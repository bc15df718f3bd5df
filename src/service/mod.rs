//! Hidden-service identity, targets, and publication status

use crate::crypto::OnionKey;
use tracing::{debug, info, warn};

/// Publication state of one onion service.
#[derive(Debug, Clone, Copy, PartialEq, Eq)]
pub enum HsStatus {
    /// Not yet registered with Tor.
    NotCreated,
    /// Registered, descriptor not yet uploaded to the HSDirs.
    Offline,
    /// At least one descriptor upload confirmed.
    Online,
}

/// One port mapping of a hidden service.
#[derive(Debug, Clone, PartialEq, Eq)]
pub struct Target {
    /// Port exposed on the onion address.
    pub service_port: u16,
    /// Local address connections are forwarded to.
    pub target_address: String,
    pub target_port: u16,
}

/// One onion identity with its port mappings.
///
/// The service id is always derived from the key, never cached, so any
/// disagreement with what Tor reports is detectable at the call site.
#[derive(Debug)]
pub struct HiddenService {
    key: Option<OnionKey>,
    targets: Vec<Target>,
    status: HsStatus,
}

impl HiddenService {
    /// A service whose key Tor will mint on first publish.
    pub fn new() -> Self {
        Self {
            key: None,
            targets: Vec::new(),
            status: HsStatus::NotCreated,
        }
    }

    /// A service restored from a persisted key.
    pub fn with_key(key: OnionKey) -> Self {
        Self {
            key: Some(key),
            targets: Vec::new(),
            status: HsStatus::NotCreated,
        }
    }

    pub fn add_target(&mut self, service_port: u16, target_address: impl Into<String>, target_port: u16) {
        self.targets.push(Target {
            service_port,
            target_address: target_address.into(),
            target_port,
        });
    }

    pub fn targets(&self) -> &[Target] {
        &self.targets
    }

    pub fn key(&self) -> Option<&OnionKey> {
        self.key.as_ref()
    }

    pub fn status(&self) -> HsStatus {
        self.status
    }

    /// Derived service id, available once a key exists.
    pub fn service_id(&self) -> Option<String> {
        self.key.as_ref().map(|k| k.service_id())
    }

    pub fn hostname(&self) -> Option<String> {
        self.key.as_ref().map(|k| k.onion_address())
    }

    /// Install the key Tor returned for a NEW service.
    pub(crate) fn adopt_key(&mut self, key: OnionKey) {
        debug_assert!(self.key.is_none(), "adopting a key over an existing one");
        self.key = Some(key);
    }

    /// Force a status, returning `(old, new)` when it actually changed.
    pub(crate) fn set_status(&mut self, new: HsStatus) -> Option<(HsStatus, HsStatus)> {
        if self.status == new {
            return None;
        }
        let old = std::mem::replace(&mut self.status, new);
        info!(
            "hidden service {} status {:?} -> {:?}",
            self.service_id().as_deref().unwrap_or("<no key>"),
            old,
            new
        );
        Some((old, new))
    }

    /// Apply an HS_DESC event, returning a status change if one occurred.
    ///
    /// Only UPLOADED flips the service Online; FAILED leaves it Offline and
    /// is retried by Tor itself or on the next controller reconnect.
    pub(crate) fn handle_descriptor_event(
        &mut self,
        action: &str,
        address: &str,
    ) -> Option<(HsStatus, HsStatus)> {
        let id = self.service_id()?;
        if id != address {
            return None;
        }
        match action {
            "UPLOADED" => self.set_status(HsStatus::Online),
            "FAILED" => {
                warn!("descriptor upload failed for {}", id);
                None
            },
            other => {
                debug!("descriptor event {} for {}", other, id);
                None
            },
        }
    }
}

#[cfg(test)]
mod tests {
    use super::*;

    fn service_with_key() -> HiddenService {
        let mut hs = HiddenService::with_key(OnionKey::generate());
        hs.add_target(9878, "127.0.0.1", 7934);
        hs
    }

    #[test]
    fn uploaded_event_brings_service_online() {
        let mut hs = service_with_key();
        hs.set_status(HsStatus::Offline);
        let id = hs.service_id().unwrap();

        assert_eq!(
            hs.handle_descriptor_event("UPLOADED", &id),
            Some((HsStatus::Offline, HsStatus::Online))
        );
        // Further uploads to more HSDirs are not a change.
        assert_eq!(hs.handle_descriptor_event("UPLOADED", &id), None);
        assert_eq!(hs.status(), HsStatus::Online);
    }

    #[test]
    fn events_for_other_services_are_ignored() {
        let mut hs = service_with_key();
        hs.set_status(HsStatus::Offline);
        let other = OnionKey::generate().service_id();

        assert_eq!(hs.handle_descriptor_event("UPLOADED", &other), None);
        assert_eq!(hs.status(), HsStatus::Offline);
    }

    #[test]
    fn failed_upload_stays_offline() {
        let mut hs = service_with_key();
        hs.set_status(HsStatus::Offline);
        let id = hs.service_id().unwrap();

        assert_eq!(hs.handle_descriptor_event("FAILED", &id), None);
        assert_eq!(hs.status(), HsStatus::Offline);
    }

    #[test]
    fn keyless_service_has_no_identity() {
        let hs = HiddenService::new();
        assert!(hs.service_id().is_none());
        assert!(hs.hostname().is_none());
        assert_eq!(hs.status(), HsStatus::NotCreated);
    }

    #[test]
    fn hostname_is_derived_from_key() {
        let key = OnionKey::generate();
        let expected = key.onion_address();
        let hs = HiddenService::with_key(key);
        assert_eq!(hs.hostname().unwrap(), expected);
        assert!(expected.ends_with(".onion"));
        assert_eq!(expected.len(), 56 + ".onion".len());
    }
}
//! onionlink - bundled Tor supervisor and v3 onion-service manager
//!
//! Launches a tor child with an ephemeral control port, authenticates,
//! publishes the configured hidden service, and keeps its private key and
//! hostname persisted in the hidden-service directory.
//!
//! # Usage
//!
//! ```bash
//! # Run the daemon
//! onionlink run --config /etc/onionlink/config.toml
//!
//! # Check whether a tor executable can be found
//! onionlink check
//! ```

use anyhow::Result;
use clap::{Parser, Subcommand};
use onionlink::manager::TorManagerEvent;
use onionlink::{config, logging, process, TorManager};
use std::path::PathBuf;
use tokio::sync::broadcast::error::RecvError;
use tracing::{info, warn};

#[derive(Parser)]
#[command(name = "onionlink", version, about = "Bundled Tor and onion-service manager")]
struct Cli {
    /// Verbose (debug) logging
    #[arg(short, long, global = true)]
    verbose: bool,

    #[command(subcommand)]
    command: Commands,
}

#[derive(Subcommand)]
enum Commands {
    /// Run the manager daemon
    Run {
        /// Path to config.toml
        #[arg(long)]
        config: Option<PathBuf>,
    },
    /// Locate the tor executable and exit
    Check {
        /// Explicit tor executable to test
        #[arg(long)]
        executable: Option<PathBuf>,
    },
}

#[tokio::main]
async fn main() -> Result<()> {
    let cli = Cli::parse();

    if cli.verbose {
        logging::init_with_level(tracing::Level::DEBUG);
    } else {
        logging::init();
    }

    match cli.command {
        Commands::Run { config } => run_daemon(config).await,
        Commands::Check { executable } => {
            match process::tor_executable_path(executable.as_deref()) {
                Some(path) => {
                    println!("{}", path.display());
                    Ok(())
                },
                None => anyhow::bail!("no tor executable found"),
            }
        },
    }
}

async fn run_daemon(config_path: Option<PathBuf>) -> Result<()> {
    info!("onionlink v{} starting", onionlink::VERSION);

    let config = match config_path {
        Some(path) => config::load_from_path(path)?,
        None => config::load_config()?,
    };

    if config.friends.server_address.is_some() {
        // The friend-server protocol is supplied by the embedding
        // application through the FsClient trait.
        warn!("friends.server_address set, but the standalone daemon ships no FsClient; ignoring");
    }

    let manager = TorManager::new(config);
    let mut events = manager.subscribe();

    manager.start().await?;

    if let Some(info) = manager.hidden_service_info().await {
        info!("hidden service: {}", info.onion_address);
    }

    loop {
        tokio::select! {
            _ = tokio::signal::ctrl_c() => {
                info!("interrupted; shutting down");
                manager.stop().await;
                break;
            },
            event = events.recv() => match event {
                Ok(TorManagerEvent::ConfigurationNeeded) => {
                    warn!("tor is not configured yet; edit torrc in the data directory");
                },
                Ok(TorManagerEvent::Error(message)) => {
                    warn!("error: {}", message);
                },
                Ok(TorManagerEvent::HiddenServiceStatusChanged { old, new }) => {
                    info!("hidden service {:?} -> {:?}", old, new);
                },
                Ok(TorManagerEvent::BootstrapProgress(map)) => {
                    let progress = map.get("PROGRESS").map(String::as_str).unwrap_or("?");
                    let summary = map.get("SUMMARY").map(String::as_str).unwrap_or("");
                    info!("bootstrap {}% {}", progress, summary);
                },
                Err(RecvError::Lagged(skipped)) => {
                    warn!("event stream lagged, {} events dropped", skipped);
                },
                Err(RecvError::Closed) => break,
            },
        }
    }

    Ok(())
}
+ + + +
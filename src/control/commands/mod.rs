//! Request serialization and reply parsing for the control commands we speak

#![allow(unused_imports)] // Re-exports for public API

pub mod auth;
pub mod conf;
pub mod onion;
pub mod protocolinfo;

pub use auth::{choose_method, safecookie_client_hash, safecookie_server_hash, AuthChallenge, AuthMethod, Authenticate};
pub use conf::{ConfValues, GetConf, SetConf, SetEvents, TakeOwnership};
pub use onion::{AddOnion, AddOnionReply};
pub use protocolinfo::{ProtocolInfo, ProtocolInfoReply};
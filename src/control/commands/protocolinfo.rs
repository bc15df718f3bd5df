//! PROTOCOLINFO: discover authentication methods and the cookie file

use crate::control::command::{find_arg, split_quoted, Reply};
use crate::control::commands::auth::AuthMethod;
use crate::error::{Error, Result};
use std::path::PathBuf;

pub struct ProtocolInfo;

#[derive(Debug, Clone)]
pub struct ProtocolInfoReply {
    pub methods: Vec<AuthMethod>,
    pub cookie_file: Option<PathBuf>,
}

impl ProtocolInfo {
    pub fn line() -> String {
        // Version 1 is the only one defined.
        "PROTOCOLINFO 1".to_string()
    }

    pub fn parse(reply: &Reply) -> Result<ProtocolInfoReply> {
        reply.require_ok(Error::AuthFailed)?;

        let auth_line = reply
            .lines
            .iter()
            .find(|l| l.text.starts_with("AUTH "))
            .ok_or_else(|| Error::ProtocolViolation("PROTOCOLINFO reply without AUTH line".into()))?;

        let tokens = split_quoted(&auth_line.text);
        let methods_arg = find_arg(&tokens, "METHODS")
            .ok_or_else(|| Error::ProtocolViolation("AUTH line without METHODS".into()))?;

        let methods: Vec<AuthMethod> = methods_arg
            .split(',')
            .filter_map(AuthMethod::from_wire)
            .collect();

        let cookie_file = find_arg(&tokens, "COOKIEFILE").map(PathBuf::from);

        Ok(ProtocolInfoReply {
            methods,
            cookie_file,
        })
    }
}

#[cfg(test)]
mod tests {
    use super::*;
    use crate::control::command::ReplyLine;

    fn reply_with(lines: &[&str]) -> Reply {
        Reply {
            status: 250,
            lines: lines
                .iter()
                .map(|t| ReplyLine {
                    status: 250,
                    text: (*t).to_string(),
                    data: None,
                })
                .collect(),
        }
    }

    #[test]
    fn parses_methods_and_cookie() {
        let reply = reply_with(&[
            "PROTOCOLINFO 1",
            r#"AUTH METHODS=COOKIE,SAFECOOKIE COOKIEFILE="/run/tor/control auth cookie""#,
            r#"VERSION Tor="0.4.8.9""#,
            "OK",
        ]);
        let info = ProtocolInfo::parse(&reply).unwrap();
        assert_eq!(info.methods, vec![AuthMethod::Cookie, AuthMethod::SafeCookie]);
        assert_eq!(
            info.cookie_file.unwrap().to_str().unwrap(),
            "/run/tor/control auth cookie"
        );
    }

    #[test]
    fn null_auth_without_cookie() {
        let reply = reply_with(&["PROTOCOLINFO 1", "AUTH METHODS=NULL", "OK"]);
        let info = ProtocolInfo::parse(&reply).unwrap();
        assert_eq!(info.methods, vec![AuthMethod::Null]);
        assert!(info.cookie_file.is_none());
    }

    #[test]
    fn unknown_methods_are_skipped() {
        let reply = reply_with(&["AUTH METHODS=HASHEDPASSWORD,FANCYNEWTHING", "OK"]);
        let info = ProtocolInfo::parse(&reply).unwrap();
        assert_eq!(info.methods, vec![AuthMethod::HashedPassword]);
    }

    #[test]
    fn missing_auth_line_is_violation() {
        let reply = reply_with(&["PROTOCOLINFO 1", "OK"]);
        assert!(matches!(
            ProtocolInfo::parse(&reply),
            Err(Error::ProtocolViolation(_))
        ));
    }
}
+ + + +
WHAT IS BEING ASKED → Please copy each line of the material that contains the word "PathBuf".

RESPONSE TO THE EXERCISE →
use std::path::PathBuf;
        config: Option<PathBuf>,
        executable: Option<PathBuf>,
async fn run_daemon(config_path: Option<PathBuf>) -> Result<()> {
use std::path::PathBuf;
    pub cookie_file: Option<PathBuf>,
        let cookie_file = find_arg(&tokens, "COOKIEFILE").map(PathBuf::from);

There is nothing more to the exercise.